[Collected data]
use dashu::{integer::IBig, rational::RBig};
use std::{
    fmt::{self, Display, Formatter},
    ops::{Add, Div, Mul, Neg, Sub},
};

/// An expression, as written by the caller.
#[derive(Debug, Clone, PartialEq)]
pub enum Expression {
    /// The unknown being solved for.
    Unknown,
    Constant(RBig),
    /// An expression involving two operands.
    Binary {
        left: Box<Expression>,
        right: Box<Expression>,
        op: BinaryOperation,
    },
    /// Negate the expression.
    Negate(Box<Expression>),
    /// Call something with an argument (e.g. `x(2)`).
    Apply {
        callee: Box<Expression>,
        argument: Box<Expression>,
    },
}

impl Expression {
    fn precedence(&self) -> u8 {
        match self {
            Expression::Unknown | Expression::Apply { .. } => ATOM,
            Expression::Constant(value) => {
                if value.numerator() < &IBig::ZERO {
                    UNARY
                } else if value.denominator().is_one() {
                    ATOM
                } else {
                    BinaryOperation::Divide.precedence()
                }
            },
            Expression::Binary { op, .. } => op.precedence(),
            Expression::Negate(_) => UNARY,
        }
    }
}

const UNARY: u8 = 3;
const ATOM: u8 = 5;

/// An operation that can be applied to two arguments.
#[derive(Debug, Copy, Clone, PartialEq)]
pub enum BinaryOperation {
    Plus,
    Minus,
    Times,
    Divide,
    Power,
}

impl BinaryOperation {
    fn precedence(self) -> u8 {
        match self {
            BinaryOperation::Plus | BinaryOperation::Minus => 1,
            BinaryOperation::Times | BinaryOperation::Divide => 2,
            BinaryOperation::Power => 4,
        }
    }

    fn symbol(self) -> &'static str {
        match self {
            BinaryOperation::Plus => " + ",
            BinaryOperation::Minus => " - ",
            BinaryOperation::Times => "*",
            BinaryOperation::Divide => "/",
            BinaryOperation::Power => "^",
        }
    }
}

// define some operator overloads to make constructing an expression easier.

impl Add for Expression {
    type Output = Expression;

    fn add(self, rhs: Expression) -> Expression {
        Expression::Binary {
            left: Box::new(self),
            right: Box::new(rhs),
            op: BinaryOperation::Plus,
        }
    }
}

impl Sub for Expression {
    type Output = Expression;

    fn sub(self, rhs: Expression) -> Expression {
        Expression::Binary {
            left: Box::new(self),
            right: Box::new(rhs),
            op: BinaryOperation::Minus,
        }
    }
}

impl Mul for Expression {
    type Output = Expression;

    fn mul(self, rhs: Expression) -> Expression {
        Expression::Binary {
            left: Box::new(self),
            right: Box::new(rhs),
            op: BinaryOperation::Times,
        }
    }
}

impl Div for Expression {
    type Output = Expression;

    fn div(self, rhs: Expression) -> Expression {
        Expression::Binary {
            left: Box::new(self),
            right: Box::new(rhs),
            op: BinaryOperation::Divide,
        }
    }
}

impl Neg for Expression {
    type Output = Expression;

    fn neg(self) -> Self::Output { Expression::Negate(Box::new(self)) }
}

impl Display for Expression {
    fn fmt(&self, f: &mut Formatter<'_>) -> fmt::Result {
        match self {
            Expression::Unknown => write!(f, "x"),
            Expression::Constant(value) => {
                if value.denominator().is_one() {
                    write!(f, "{}", value.numerator())
                } else {
                    write!(f, "{}/{}", value.numerator(), value.denominator())
                }
            },
            Expression::Binary { left, right, op } => {
                let precedence = op.precedence();

                // "^" is right associative, everything else groups left
                let (left_min, right_min) = match op {
                    BinaryOperation::Power => (precedence + 1, UNARY),
                    _ => (precedence, precedence + 1),
                };

                write_operand(left, left_min, f)?;
                write!(f, "{}", op.symbol())?;
                write_operand(right, right_min, f)
            },
            Expression::Negate(inner) => {
                write!(f, "-")?;
                write_operand(inner, UNARY, f)
            },
            Expression::Apply { callee, argument } => {
                write_operand(callee, ATOM, f)?;
                write!(f, "({})", argument)
            },
        }
    }
}

fn write_operand(
    expr: &Expression,
    min_precedence: u8,
    f: &mut Formatter<'_>,
) -> fmt::Result {
    if expr.precedence() < min_precedence {
        write!(f, "({})", expr)
    } else {
        write!(f, "{}", expr)
    }
}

_Exercise instructions_
Every entry should be output again exactly as written.

_Response to the exercise_
use dashu::{integer::IBig, rational::RBig};
use std::{
    fmt::{self, Display, Formatter},
    ops::{Add, Div, Mul, Neg, Sub},
};

/// An expression, as written by the caller.
#[derive(Debug, Clone, PartialEq)]
pub enum Expression {
    /// The unknown being solved for.
    Unknown,
    Constant(RBig),
    /// An expression involving two operands.
    Binary {
        left: Box<Expression>,
        right: Box<Expression>,
        op: BinaryOperation,
    },
    /// Negate the expression.
    Negate(Box<Expression>),
    /// Call something with an argument (e.g. `x(2)`).
    Apply {
        callee: Box<Expression>,
        argument: Box<Expression>,
    },
}

impl Expression {
    fn precedence(&self) -> u8 {
        match self {
            Expression::Unknown | Expression::Apply { .. } => ATOM,
            Expression::Constant(value) => {
                if value.numerator() < &IBig::ZERO {
                    UNARY
                } else if value.denominator().is_one() {
                    ATOM
                } else {
                    BinaryOperation::Divide.precedence()
                }
            },
            Expression::Binary { op, .. } => op.precedence(),
            Expression::Negate(_) => UNARY,
        }
    }
}

const UNARY: u8 = 3;
const ATOM: u8 = 5;

/// An operation that can be applied to two arguments.
#[derive(Debug, Copy, Clone, PartialEq)]
pub enum BinaryOperation {
    Plus,
    Minus,
    Times,
    Divide,
    Power,
}

impl BinaryOperation {
    fn precedence(self) -> u8 {
        match self {
            BinaryOperation::Plus | BinaryOperation::Minus => 1,
            BinaryOperation::Times | BinaryOperation::Divide => 2,
            BinaryOperation::Power => 4,
        }
    }

    fn symbol(self) -> &'static str {
        match self {
            BinaryOperation::Plus => " + ",
            BinaryOperation::Minus => " - ",
            BinaryOperation::Times => "*",
            BinaryOperation::Divide => "/",
            BinaryOperation::Power => "^",
        }
    }
}

// define some operator overloads to make constructing an expression easier.

impl Add for Expression {
    type Output = Expression;

    fn add(self, rhs: Expression) -> Expression {
        Expression::Binary {
            left: Box::new(self),
            right: Box::new(rhs),
            op: BinaryOperation::Plus,
        }
    }
}

impl Sub for Expression {
    type Output = Expression;

    fn sub(self, rhs: Expression) -> Expression {
        Expression::Binary {
            left: Box::new(self),
            right: Box::new(rhs),
            op: BinaryOperation::Minus,
        }
    }
}

impl Mul for Expression {
    type Output = Expression;

    fn mul(self, rhs: Expression) -> Expression {
        Expression::Binary {
            left: Box::new(self),
            right: Box::new(rhs),
            op: BinaryOperation::Times,
        }
    }
}

impl Div for Expression {
    type Output = Expression;

    fn div(self, rhs: Expression) -> Expression {
        Expression::Binary {
            left: Box::new(self),
            right: Box::new(rhs),
            op: BinaryOperation::Divide,
        }
    }
}

impl Neg for Expression {
    type Output = Expression;

    fn neg(self) -> Self::Output { Expression::Negate(Box::new(self)) }
}

impl Display for Expression {
    fn fmt(&self, f: &mut Formatter<'_>) -> fmt::Result {
        match self {
            Expression::Unknown => write!(f, "x"),
            Expression::Constant(value) => {
                if value.denominator().is_one() {
                    write!(f, "{}", value.numerator())
                } else {
                    write!(f, "{}/{}", value.numerator(), value.denominator())
                }
            },
            Expression::Binary { left, right, op } => {
                let precedence = op.precedence();

                // "^" is right associative, everything else groups left
                let (left_min, right_min) = match op {
                    BinaryOperation::Power => (precedence + 1, UNARY),
                    _ => (precedence, precedence + 1),
                };

                write_operand(left, left_min, f)?;
                write!(f, "{}", op.symbol())?;
                write_operand(right, right_min, f)
            },
            Expression::Negate(inner) => {
                write!(f, "-")?;
                write_operand(inner, UNARY, f)
            },
            Expression::Apply { callee, argument } => {
                write_operand(callee, ATOM, f)?;
                write!(f, "({})", argument)
            },
        }
    }
}

fn write_operand(
    expr: &Expression,
    min_precedence: u8,
    f: &mut Formatter<'_>,
) -> fmt::Result {
    if expr.precedence() < min_precedence {
        write!(f, "({})", expr)
    } else {
        write!(f, "{}", expr)
    }
}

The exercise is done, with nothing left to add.